Shares of COVID-19 vaccine makers fell on Monday after a scientific review concluded that the general population does not require booster shots.
In an article published in the peer-reviewed medical journal The Lancet, a group of respected scientists from around the world said that existing COVID-19 vaccines remain “protective against severe disease from all the main viral variants.”
They went on to say that, although the ability of vaccines made by the likes of Moderna and Pfizer to prevent infection is somewhat less for the troublesome delta variant than it is for the original strain, “there is still high vaccine efficacy against both symptomatic and severe disease due to the delta variant.”
“Current evidence does not, therefore, appear to show a need for boosting in the general population,” the scientists said.
In turn, the scientists contend that current stockpiles of COVID-19 vaccines “could save more lives” if they are administered to unvaccinated individuals in countries with low vaccination rates, rather than used for booster shots. The group also noted that increasing vaccination rates could help to reduce the opportunity for the virus to mutate.
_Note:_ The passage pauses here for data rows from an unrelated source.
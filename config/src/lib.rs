//! Environment loading for weft.
//!
//! Reads `$XDG_CONFIG_HOME/<app>/config.toml` (`[env]` table) and a project `.env`, then applies
//! them to the process environment. Precedence: **existing env > .env > XDG TOML**.
//! Typed settings are read from the environment afterwards (see `weft::WeftConfig::from_env`).

mod dotenv;
mod xdg_toml;

use std::collections::{BTreeSet, HashMap};
use std::path::Path;

use thiserror::Error;

#[derive(Error, Debug)]
pub enum LoadError {
    #[error("config dir: {0}")]
    ConfigDir(String),
    #[error("read xdg config: {0}")]
    XdgRead(std::io::Error),
    #[error("parse xdg toml: {0}")]
    XdgParse(#[from] toml::de::Error),
    #[error("read .env: {0}")]
    DotenvRead(std::io::Error),
}

/// Merges the two sources without touching the process environment.
///
/// Returns the values that would be applied: `.env` entries win over XDG entries and
/// keys already present in the process environment are dropped.
pub fn resolve(
    app_name: &str,
    override_dir: Option<&Path>,
) -> Result<HashMap<String, String>, LoadError> {
    let xdg = xdg_toml::load_env_map(app_name)?;
    let local = dotenv::load_env_map(override_dir).map_err(LoadError::DotenvRead)?;

    let keys: BTreeSet<&String> = xdg.keys().chain(local.keys()).collect();
    let mut out = HashMap::new();
    for key in keys {
        if std::env::var_os(key).is_some() {
            continue;
        }
        if let Some(v) = local.get(key).or_else(|| xdg.get(key)) {
            out.insert(key.clone(), v.clone());
        }
    }
    Ok(out)
}

/// Applies [`resolve`] to the process environment. Only unset keys are written.
///
/// * `app_name`: e.g. `"weft"`; used for `~/.config/<app_name>/config.toml`.
/// * `override_dir`: directory holding `.env`; defaults to the current directory.
pub fn load_and_apply(app_name: &str, override_dir: Option<&Path>) -> Result<(), LoadError> {
    for (key, value) in resolve(app_name, override_dir)? {
        std::env::set_var(key, value);
    }
    Ok(())
}


#[cfg(test)]
mod tests {
    use super::*;
    use std::env;

    fn write_xdg(dir: &Path, app: &str, body: &str) {
        let app_dir = dir.join(app);
        std::fs::create_dir_all(&app_dir).unwrap();
        std::fs::write(app_dir.join("config.toml"), body).unwrap();
    }

    /// **Scenario**: A key already set in the process environment is never overwritten.
    #[test]
    fn existing_env_wins() {
        let _g = test_env::lock();
        let dir = tempfile::tempdir().unwrap();
        std::fs::write(dir.path().join(".env"), "WEFT_CFG_EXISTING=from_dotenv\n").unwrap();
        env::set_var("WEFT_CFG_EXISTING", "from_env");
        load_and_apply("weft-cfg-none", Some(dir.path())).unwrap();
        assert_eq!(env::var("WEFT_CFG_EXISTING").as_deref(), Ok("from_env"));
        env::remove_var("WEFT_CFG_EXISTING");
    }

    /// **Scenario**: No config file and no .env is not an error.
    #[test]
    fn missing_sources_ok() {
        let _g = test_env::lock();
        let dir = tempfile::tempdir().unwrap();
        let r = resolve("weft-cfg-nonexistent-app", Some(dir.path())).unwrap();
        assert!(r.is_empty());
    }

    /// **Scenario**: The same key in .env and XDG TOML resolves to the .env value.
    #[test]
    fn dotenv_overrides_xdg() {
        let _g = test_env::lock();
        let xdg = tempfile::tempdir().unwrap();
        write_xdg(xdg.path(), "weft", "[env]\nWEFT_CFG_PRIORITY = \"from_xdg\"\n");
        let local = tempfile::tempdir().unwrap();
        std::fs::write(local.path().join(".env"), "WEFT_CFG_PRIORITY=from_dotenv\n").unwrap();

        let prev = env::var("XDG_CONFIG_HOME").ok();
        env::set_var("XDG_CONFIG_HOME", xdg.path());
        env::remove_var("WEFT_CFG_PRIORITY");
        let resolved = resolve("weft", Some(local.path()));
        test_env::restore("XDG_CONFIG_HOME", prev);

        let resolved = resolved.unwrap();
        assert_eq!(
            resolved.get("WEFT_CFG_PRIORITY").map(String::as_str),
            Some("from_dotenv")
        );
    }

    /// **Scenario**: Keys only present in XDG TOML are applied to the environment.
    #[test]
    fn xdg_applied_when_no_dotenv() {
        let _g = test_env::lock();
        let xdg = tempfile::tempdir().unwrap();
        write_xdg(xdg.path(), "weft", "[env]\nWEFT_CFG_XDG_ONLY = \"from_xdg\"\n");
        let empty = tempfile::tempdir().unwrap();

        let prev = env::var("XDG_CONFIG_HOME").ok();
        env::set_var("XDG_CONFIG_HOME", xdg.path());
        env::remove_var("WEFT_CFG_XDG_ONLY");
        let applied = load_and_apply("weft", Some(empty.path()));
        test_env::restore("XDG_CONFIG_HOME", prev);

        applied.unwrap();
        assert_eq!(env::var("WEFT_CFG_XDG_ONLY").as_deref(), Ok("from_xdg"));
        env::remove_var("WEFT_CFG_XDG_ONLY");
    }
}
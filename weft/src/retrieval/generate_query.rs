//! Generate-query node: turns the recent conversation into search queries.

use std::sync::Arc;

use async_trait::async_trait;
use serde_json::json;

use crate::error::AgentError;
use crate::graph::{GraphState, Node, NodeOutput, RunContext, StateUpdate};
use crate::llm::{structured, LlmClient, OutputSchema};
use crate::message::{last_n, Message};
use crate::prompts;
use crate::state::{ChatState, QuerySet, LAST_NODE, QUERIES};

pub const GENERATE_QUERY: &str = "generate_query";

/// Messages of context given to the query generator.
const QUERY_CONTEXT_MESSAGES: usize = 5;
const MAX_QUERIES: usize = 3;

fn query_schema() -> OutputSchema {
    let list = json!({
        "type": ["array", "null"],
        "items": {"type": "string"},
        "minItems": 1,
        "maxItems": MAX_QUERIES,
    });
    OutputSchema::new(
        "generate_query",
        "Search queries for the vector store and for web search.",
        json!({
            "type": "object",
            "properties": {
                "vectorStoreQueries": list,
                "webSearchQueries": list,
            },
        }),
    )
}

/// Drops empty lists, rejects lists longer than three.
fn normalize(list: Option<Vec<String>>, enabled: bool, name: &str) -> Result<Option<Vec<String>>, AgentError> {
    let Some(list) = list else {
        return Ok(None);
    };
    if list.len() > MAX_QUERIES {
        return Err(AgentError::StructuredOutput(format!(
            "generate_query: {} has {} queries, at most {} allowed",
            name,
            list.len(),
            MAX_QUERIES
        )));
    }
    Ok((enabled && !list.is_empty()).then_some(list))
}

/// Writes a [`QuerySet`] to `queries`.
///
/// Lists for sources disabled by the flags are dropped. With no source enabled the LLM
/// is not called and an empty set is written.
pub struct GenerateQueryNode {
    llm: Arc<dyn LlmClient>,
}

impl GenerateQueryNode {
    pub fn new(llm: Arc<dyn LlmClient>) -> Self {
        Self { llm }
    }
}

#[async_trait]
impl Node for GenerateQueryNode {
    fn id(&self) -> &str {
        GENERATE_QUERY
    }

    async fn run(&self, state: &GraphState, _ctx: &RunContext) -> Result<NodeOutput, AgentError> {
        let chat = ChatState::from_state(state)?;
        let vector = chat.flags.project_id.is_some();
        let web = chat.flags.web_search;

        let queries = if vector || web {
            let mut messages = vec![Message::system(prompts::generate_query_prompt(vector, web))];
            messages.extend_from_slice(last_n(&chat.messages, QUERY_CONTEXT_MESSAGES));
            let raw: QuerySet = structured(self.llm.as_ref(), &messages, &query_schema()).await?;
            QuerySet {
                vector_store_queries: normalize(raw.vector_store_queries, vector, "vectorStoreQueries")?,
                web_search_queries: normalize(raw.web_search_queries, web, "webSearchQueries")?,
            }
        } else {
            QuerySet::default()
        };
        tracing::debug!(?queries, "generated queries");

        Ok(StateUpdate::new()
            .write(QUERIES, &queries)?
            .set(LAST_NODE, json!(GENERATE_QUERY))
            .into())
    }
}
“Even if some gain can ultimately be obtained from boosting, it will not outweigh the benefits of providing initial protection to the unvaccinated,” the group said. “If vaccines are deployed where they would do the most good, they could hasten the end of the pandemic by inhibiting further evolution of variants.”
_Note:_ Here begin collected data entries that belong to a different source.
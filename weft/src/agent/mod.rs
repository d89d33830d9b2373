//! Agents on top of the graph engine: workers, planning, supervision, and the assembled
//! chat graph.
//!
//! Workers ([`Worker`]) turn an instruction into an answer; [`ReactWorker`] loops over
//! model turns and tool calls, [`VectorstoreWorker`] answers from the knowledge base.
//! [`SupervisorWorker`] runs a task through a supervisor sub-graph. Graph nodes wrap
//! workers: [`ExecuteStepNode`] for plan steps, [`WorkerNode`] for supervisor dispatch
//! and single-agent answers.

mod chat_graph;
mod filesystem;
mod planning;
mod react;
mod supervisor;
mod vectorstore;
mod worker;

pub use chat_graph::{build_chat_graph, route_after_retrieval, route_entry, AgentMode, ChatDeps, AGENT, PLAN_WORKER};
pub use filesystem::{filesystem_worker, FilesystemPolicy, FILE_WRITE, TERMINAL_FILE_TOOLS};
pub use planning::{
    add_planning_nodes, route_after_replan, ExecuteStepNode, PlannerNode, ReplanDecision, ReplanNode,
    EXECUTE_STEP, MAX_PLAN_STEPS, MAX_SUBSTEPS, PLANNER, PLAN_STEP, REPLAN,
};
pub use react::{DefaultPolicy, ReactWorker, ToolPolicy, DEFAULT_MAX_ITERATIONS, TOOL_ERROR_TEMPLATE};
pub use supervisor::{
    add_supervisor_nodes, route_supervisor, AskUserNode, SupervisedWorkers, SupervisorNode,
    SupervisorWorker, WorkerNode, ASK_USER, BROWSER_WORKER, FS_WORKER, SHELL_WORKER, SUPERVISOR,
    VECTORSTORE_WORKER, WORKERS,
};
pub use vectorstore::{VectorstoreWorker, NO_DOCUMENTS_ANSWER};
pub use worker::{Worker, WorkerOutcome, WorkerTask};
//! Run config: which thread, namespace and (optionally) checkpoint a call addresses.

use serde::{Deserialize, Serialize};

/// Identifies a thread and optionally one checkpoint in it.
///
/// Every checkpoint operation needs `thread_id`. `checkpoint_ns` isolates nested
/// sub-graphs and defaults to empty. When `checkpoint_id` is set, reads return that
/// checkpoint instead of the latest, and `put` records it as the parent of the new one.
#[derive(Debug, Clone, Default, PartialEq, Eq, Serialize, Deserialize)]
pub struct RunnableConfig {
    pub thread_id: Option<String>,
    #[serde(default)]
    pub checkpoint_ns: String,
    pub checkpoint_id: Option<String>,
}

impl RunnableConfig {
    pub fn for_thread(thread_id: impl Into<String>) -> Self {
        Self {
            thread_id: Some(thread_id.into()),
            ..Self::default()
        }
    }

    pub fn with_namespace(mut self, ns: impl Into<String>) -> Self {
        self.checkpoint_ns = ns.into();
        self
    }

    pub fn with_checkpoint_id(mut self, id: impl Into<String>) -> Self {
        self.checkpoint_id = Some(id.into());
        self
    }

    /// Same thread and namespace, latest checkpoint.
    pub fn latest(&self) -> Self {
        Self {
            checkpoint_id: None,
            ..self.clone()
        }
    }
}
//! State graph: channels, nodes, edges; compile, then invoke, stream or resume.
//!
//! Execution follows a superstep model: all nodes scheduled in a step run concurrently,
//! their updates merge through channel reducers in registration order, and the step is
//! committed as one checkpoint. A node suspends the run by returning
//! [`NodeOutput::Suspend`]; `CompiledStateGraph::resume` re-runs it with the resume value.

mod compile_error;
mod compiled;
mod conditional;
mod interrupt;
mod logging;
mod node;
mod pregel;
mod run_context;
mod state;
mod state_graph;

pub use compile_error::CompilationError;
pub use compiled::{CompiledStateGraph, RunOutcome, StateSnapshot};
pub use conditional::{path_map, ConditionalRouter, ConditionalRouterFn};
pub use interrupt::Interrupt;
pub use logging::{log_graph_error, log_run_complete, log_run_start};
pub use node::{FnNode, Node, NodeOutput};
pub use run_context::RunContext;
pub use state::{GraphState, StateUpdate};
pub use state_graph::{StateGraph, DEFAULT_RECURSION_LIMIT, END, START};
Investors have come to view booster shots as a potential source of valuable, recurring revenue for the major vaccine makers. However, if booster shots are shown to be unnecessary for the majority of the population, shareholders might need to readjust their profit forecasts.
Still, investors should note that, as of today, the Biden administration intends to move forward with its booster program beginning this fall. White House press secretary Jen Psaki said last week the U.S. can provide booster shots to Americans while also donating vaccines to countries in need.
“Our view is that this is a false choice,” Psaki said. “And the United States has donated and shared about 140 million doses with over 90 countries — more than all other countries combined.”